▶ **WHAT THE EXERCISE ASKS**
Please state how many lines of the material contain "optional", giving nothing but the number.

▶ **RECORDED DATA**
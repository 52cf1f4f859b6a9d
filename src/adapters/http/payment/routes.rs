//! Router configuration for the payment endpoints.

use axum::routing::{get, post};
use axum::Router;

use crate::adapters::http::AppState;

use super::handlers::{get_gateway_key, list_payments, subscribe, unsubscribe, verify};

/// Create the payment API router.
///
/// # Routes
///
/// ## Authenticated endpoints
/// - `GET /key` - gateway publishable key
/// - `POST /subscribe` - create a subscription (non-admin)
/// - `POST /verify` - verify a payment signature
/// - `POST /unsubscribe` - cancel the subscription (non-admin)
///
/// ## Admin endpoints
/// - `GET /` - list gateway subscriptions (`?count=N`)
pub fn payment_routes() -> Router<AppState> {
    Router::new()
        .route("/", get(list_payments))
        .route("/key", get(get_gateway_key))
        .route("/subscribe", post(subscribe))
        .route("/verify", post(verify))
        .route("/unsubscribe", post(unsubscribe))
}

...

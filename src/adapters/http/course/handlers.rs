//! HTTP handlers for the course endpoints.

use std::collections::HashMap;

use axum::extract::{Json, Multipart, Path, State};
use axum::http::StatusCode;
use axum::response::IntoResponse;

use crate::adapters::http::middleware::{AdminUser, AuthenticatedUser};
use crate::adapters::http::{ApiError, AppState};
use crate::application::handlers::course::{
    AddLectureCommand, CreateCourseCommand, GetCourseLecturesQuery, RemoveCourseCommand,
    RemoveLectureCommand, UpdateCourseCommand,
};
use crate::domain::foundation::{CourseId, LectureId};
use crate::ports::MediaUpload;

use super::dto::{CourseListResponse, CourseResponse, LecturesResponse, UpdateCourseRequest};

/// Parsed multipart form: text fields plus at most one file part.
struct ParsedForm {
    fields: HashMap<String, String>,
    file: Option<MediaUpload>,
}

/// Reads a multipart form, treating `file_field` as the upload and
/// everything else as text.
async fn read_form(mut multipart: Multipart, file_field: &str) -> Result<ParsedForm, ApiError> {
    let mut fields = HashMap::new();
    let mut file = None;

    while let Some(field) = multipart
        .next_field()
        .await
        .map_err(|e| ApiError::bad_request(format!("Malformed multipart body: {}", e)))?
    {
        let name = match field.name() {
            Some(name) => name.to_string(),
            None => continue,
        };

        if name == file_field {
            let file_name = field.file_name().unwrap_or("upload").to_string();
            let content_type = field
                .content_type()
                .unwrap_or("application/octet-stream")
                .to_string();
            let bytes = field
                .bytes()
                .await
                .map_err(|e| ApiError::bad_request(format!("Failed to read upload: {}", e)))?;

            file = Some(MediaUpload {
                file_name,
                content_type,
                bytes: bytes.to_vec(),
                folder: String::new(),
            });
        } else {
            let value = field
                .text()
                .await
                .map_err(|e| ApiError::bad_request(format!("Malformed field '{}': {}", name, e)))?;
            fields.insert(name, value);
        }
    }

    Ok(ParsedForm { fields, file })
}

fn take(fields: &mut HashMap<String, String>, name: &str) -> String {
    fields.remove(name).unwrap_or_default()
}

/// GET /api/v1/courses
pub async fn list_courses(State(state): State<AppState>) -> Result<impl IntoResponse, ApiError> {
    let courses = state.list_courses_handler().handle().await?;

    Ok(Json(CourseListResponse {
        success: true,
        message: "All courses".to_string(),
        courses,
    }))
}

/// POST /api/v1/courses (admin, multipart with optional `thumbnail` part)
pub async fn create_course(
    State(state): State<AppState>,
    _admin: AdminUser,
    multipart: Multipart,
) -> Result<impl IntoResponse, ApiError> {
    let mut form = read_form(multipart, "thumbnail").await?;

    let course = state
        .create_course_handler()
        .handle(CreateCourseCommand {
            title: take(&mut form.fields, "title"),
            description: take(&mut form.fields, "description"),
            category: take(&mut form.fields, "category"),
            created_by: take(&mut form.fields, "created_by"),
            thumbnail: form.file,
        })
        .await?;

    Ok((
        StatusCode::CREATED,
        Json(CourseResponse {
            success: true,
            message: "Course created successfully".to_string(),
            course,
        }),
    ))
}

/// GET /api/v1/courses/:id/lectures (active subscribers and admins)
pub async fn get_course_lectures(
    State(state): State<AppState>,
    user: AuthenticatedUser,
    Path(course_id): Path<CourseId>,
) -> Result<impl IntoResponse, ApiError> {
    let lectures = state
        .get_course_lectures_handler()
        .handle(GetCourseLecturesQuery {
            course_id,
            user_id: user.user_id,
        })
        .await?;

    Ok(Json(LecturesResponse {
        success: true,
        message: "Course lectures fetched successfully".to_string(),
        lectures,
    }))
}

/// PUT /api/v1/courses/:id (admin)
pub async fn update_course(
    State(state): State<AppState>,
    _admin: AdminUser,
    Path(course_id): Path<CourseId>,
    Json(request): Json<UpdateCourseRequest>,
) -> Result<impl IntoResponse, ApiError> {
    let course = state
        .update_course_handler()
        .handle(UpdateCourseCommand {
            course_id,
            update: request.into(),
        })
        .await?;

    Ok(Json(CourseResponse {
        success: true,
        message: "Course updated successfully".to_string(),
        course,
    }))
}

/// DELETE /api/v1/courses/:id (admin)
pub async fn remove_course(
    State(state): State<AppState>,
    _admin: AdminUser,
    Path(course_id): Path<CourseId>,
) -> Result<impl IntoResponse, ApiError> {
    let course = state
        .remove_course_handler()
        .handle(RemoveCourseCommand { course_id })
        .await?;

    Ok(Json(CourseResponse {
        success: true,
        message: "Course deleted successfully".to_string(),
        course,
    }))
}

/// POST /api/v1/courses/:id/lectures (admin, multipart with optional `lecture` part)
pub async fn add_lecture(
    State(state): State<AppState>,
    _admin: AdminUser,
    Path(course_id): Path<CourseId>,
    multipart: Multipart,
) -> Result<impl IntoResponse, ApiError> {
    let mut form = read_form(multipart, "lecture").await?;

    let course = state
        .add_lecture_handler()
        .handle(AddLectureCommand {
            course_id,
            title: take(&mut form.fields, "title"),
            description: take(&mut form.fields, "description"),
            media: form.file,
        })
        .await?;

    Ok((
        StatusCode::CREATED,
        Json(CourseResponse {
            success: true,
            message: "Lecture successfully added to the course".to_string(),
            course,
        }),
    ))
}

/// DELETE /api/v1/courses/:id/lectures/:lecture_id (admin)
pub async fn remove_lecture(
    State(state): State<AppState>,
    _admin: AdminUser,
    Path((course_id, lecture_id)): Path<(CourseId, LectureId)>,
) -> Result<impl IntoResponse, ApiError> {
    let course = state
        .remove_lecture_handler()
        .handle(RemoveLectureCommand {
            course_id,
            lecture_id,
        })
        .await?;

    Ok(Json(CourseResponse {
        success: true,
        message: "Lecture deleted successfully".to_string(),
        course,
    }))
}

---

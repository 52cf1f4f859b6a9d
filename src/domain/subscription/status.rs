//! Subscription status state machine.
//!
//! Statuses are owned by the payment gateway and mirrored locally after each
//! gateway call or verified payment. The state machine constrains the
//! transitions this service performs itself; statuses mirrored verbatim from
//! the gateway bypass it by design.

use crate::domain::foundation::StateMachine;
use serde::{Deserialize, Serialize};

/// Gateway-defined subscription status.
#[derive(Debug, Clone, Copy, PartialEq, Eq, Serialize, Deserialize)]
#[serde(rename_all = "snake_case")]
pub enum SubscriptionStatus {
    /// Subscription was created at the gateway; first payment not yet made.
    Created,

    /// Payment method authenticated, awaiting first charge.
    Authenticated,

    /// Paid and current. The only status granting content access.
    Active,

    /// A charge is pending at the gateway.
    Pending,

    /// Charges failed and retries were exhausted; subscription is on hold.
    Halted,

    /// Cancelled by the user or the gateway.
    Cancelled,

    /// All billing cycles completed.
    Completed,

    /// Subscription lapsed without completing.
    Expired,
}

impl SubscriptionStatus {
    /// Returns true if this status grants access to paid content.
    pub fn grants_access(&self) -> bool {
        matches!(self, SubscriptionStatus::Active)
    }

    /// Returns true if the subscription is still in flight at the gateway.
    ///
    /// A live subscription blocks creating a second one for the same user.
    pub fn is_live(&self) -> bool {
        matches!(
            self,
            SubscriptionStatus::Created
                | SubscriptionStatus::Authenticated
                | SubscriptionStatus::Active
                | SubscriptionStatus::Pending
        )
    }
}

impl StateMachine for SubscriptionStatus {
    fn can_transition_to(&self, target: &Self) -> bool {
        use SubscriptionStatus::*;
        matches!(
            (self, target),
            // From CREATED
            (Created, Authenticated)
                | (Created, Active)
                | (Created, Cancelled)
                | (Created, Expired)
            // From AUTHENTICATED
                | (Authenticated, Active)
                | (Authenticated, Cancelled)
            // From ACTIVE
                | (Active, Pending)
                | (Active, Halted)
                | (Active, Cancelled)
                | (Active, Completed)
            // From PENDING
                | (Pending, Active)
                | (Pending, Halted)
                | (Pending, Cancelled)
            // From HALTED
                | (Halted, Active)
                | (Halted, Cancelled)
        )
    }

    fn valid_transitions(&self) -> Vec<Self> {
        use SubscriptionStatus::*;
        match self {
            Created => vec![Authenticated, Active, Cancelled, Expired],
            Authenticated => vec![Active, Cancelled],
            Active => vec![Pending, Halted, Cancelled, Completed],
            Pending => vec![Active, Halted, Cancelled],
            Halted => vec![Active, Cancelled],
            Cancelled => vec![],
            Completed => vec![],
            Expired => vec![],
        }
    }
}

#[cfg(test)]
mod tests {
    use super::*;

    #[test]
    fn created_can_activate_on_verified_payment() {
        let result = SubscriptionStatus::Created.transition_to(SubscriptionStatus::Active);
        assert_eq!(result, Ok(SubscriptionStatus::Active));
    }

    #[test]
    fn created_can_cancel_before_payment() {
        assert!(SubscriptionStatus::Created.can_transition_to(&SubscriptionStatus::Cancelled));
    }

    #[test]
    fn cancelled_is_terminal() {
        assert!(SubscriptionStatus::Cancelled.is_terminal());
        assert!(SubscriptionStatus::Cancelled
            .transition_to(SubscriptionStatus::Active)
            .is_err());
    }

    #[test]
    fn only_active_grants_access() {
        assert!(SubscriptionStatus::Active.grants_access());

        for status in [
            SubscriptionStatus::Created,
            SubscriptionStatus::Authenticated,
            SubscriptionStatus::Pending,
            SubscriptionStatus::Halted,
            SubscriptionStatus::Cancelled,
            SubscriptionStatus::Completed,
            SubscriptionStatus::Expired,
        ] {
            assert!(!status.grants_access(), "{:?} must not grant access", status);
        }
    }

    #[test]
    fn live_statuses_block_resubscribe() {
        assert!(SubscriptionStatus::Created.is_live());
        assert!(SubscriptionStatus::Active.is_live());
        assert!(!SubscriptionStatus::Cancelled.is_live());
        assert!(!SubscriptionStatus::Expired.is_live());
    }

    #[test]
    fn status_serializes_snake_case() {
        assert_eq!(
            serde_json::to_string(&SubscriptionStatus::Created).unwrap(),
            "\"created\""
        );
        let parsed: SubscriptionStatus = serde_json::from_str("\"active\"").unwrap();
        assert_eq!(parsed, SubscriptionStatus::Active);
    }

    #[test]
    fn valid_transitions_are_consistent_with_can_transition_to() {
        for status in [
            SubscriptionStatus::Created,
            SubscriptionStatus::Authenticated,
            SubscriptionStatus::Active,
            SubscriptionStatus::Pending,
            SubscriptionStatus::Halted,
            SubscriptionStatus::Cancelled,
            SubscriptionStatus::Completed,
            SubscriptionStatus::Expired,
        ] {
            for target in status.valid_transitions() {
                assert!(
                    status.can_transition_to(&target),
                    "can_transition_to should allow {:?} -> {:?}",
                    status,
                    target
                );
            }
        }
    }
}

▶ **ANSWER**
2